La solution est d’arrêter de juger un livre par sa couverture – d’écouter ce qui est dit parce que c’est pour cela que vous êtes là.
Nous n’allons pas au-delà du sens littéral de ce qui est dit
Encore une fois, il ne faut pas toujours prendre les choses au pied de la lettre. Souvent, nous disons une chose mais nous la pensons d’une manière totalement différente – à ce stade, c’est à l’auditeur de prendre les choses dans le bon esprit – et non dans le sens littéral des mots. Si vous, en tant qu’employé, demandez un congé et que votre patron, un peu grincheux, vous donne le feu vert de manière sarcastique en affirmant qu’en fait, c’est vous qui devriez être le patron, le congé demandé est-il réellement accordé ? Non – c’est l’occasion pour vous de vous excuser et de faire marche arrière ou, si le besoin est urgent, de l’expliquer à votre patron et de plaider à nouveau votre cause.

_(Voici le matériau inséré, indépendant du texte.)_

use std::fs;
use std::path::{Path, PathBuf};

use log::debug;
use serde::Deserialize;
use serde_json::{Map, Value};

use crate::error::{Error, Result};

/// The name of the project configuration file.
pub const CONFIG_FILE_NAME: &str = "tsconfig.json";

/// The parts of a `tsconfig.json` the migration looks at.
#[derive(Debug, Clone, Default, Deserialize)]
#[serde(rename_all = "camelCase")]
pub struct ProjectConfig {
    /// Where the configuration was loaded from.
    #[serde(skip)]
    pub path: PathBuf,

    /// The configuration this one extends, if any.
    #[serde(default)]
    pub extends: Option<Value>,

    /// Files listed explicitly.
    #[serde(default)]
    pub files: Vec<String>,

    /// Glob patterns of files to include.
    #[serde(default)]
    pub include: Vec<String>,

    /// Glob patterns of files to exclude.
    #[serde(default)]
    pub exclude: Vec<String>,

    /// Compiler options, passed through to the type checker untouched.
    #[serde(default)]
    pub compiler_options: Map<String, Value>,
}

impl ProjectConfig {
    /// Finds the nearest `tsconfig.json` in `root` or any of its parents and loads it.
    pub fn discover(root: &Path) -> Result<ProjectConfig> {
        let path = find_config(root)?;
        ProjectConfig::load(&path)
    }

    /// Loads the configuration at `path`. Comments and trailing commas are allowed, as `tsc`
    /// allows them.
    pub fn load(path: &Path) -> Result<ProjectConfig> {
        let text = fs::read_to_string(path).map_err(|e| Error::io(path, e))?;
        let mut config: ProjectConfig =
            json5::from_str(&text).map_err(|source| Error::ConfigParse {
                path: path.to_path_buf(),
                source,
            })?;

        config.path = path.to_path_buf();
        debug!("Loaded {}", path.display());
        Ok(config)
    }

    /// The directory holding the configuration file.
    pub fn dir(&self) -> &Path {
        self.path.parent().unwrap_or_else(|| Path::new("."))
    }
}

/// Walks upward from `root` looking for a `tsconfig.json`.
pub fn find_config(root: &Path) -> Result<PathBuf> {
    let root = fs::canonicalize(root).unwrap_or_else(|_| root.to_path_buf());
    let found = root
        .ancestors()
        .map(|dir| dir.join(CONFIG_FILE_NAME))
        .find(|candidate| candidate.is_file());

    found.ok_or(Error::ConfigNotFound(root))
}

/// Checks whether `path` contains any of the `ignore` substrings.
pub fn is_ignored(path: &Path, ignore: &[String]) -> bool {
    let path = path.to_string_lossy();
    ignore
        .iter()
        .any(|pattern| !pattern.is_empty() && path.contains(pattern.as_str()))
}

#[cfg(test)]
mod tests {
    use std::fs;

    use pretty_assertions::assert_eq;

    use super::*;

    #[test]
    fn accepts_comments_and_trailing_commas() {
        let dir = tempfile::tempdir().unwrap();
        let path = dir.path().join(CONFIG_FILE_NAME);
        fs::write(
            &path,
            "{\n  /* strict */\n  \"compilerOptions\": {\"strict\": true,},\n  \"include\": [\"src\",], // sources\n}\n",
        )
        .unwrap();

        let config = ProjectConfig::load(&path).expect("config");

        assert_eq!(config.include, vec!["src".to_string()]);
        assert_eq!(config.compiler_options["strict"], Value::Bool(true));
    }

    #[test]
    fn keeps_comment_markers_in_strings() {
        let dir = tempfile::tempdir().unwrap();
        let path = dir.path().join(CONFIG_FILE_NAME);
        fs::write(&path, r#"{ "include": ["src/**/*.ts", "http://example.com/*"] }"#).unwrap();

        let config = ProjectConfig::load(&path).expect("config");

        assert_eq!(config.include, vec!["src/**/*.ts", "http://example.com/*"]);
    }

    #[test]
    fn discovers_config_in_parent() {
        let dir = tempfile::tempdir().unwrap();
        let nested = dir.path().join("src").join("deep");
        fs::create_dir_all(&nested).unwrap();
        fs::write(
            dir.path().join(CONFIG_FILE_NAME),
            "{\n  // comments are fine\n  \"compilerOptions\": { \"strict\": true },\n  \"exclude\": [\"node_modules\"]\n}\n",
        )
        .unwrap();

        let config = ProjectConfig::discover(&nested).expect("config");

        assert_eq!(config.exclude, vec!["node_modules".to_string()]);
        assert_eq!(config.compiler_options["strict"], Value::Bool(true));
        assert_eq!(
            fs::canonicalize(config.dir()).unwrap(),
            fs::canonicalize(dir.path()).unwrap()
        );
    }

    #[test]
    fn missing_config_is_fatal() {
        let dir = tempfile::tempdir().unwrap();
        // tempdirs normally live outside any project, but guard against a stray tsconfig above
        if find_config(dir.path()).is_ok() {
            return;
        }

        let err = ProjectConfig::discover(dir.path()).expect_err("no config");
        assert!(matches!(err, Error::ConfigNotFound(_)));
        assert!(err.is_fatal());
    }

    #[test]
    fn unparsable_config_is_fatal() {
        let dir = tempfile::tempdir().unwrap();
        fs::write(dir.path().join(CONFIG_FILE_NAME), "{ \"compilerOptions\": ").unwrap();

        let err = ProjectConfig::discover(dir.path()).expect_err("broken config");
        assert!(matches!(err, Error::ConfigParse { .. }));
        assert!(err.is_fatal());
    }

    #[test]
    fn ignore_filter() {
        let ignore = vec!["node_modules".to_string(), "/generated/".to_string()];

        assert!(is_ignored(Path::new("/app/node_modules/react/index.ts"), &ignore));
        assert!(is_ignored(Path::new("/app/src/generated/api.ts"), &ignore));
        assert!(!is_ignored(Path::new("/app/src/index.ts"), &ignore));
        assert!(!is_ignored(Path::new("/app/src/index.ts"), &[String::new()]));
    }
}
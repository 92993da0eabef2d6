use std::path::Path;

use super::parse::ParsedFile;

pub(crate) fn parse_helper(contents: &str) -> ParsedFile {
    parse_file_helper("test.ts", contents)
}

pub(crate) fn parse_file_helper(name: &str, contents: &str) -> ParsedFile {
    ParsedFile::parse(Path::new(name), contents.to_string()).expect("error parsing")
}

/// Byte offset of the first occurrence of `needle` in `source`.
pub(crate) fn offset_of(source: &str, needle: &str) -> u32 {
    let offset = source
        .find(needle)
        .unwrap_or_else(|| panic!("{:?} not found in {:?}", needle, source));
    offset as u32
}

Le littéral n’est pas toujours vrai – vous avez également repéré les indices émotionnels dans ce qui est dit.
Nous sommes multitâches et confondons entendre et écouter
Nous faisons souvent tant de choses ensemble qu’il nous arrive d’entendre ce qui est dit, mais de ne pas l’écouter du tout. Supposons que votre conjoint(e) se plaigne qu’il (elle) fasse la plus grande partie du travail à la maison et que, tout en entendant les mots, vous n’écoutiez pas vraiment la douleur et l’angoisse qui se cachent derrière… Que va-t-il se passer alors ? Vous ne parviendrez pas à trouver une solution, simplement parce que vous avez entendu les mots, mais qu’ils n’ont pas été pris en compte. Le problème va simplement faire boule de neige et s’aggraver.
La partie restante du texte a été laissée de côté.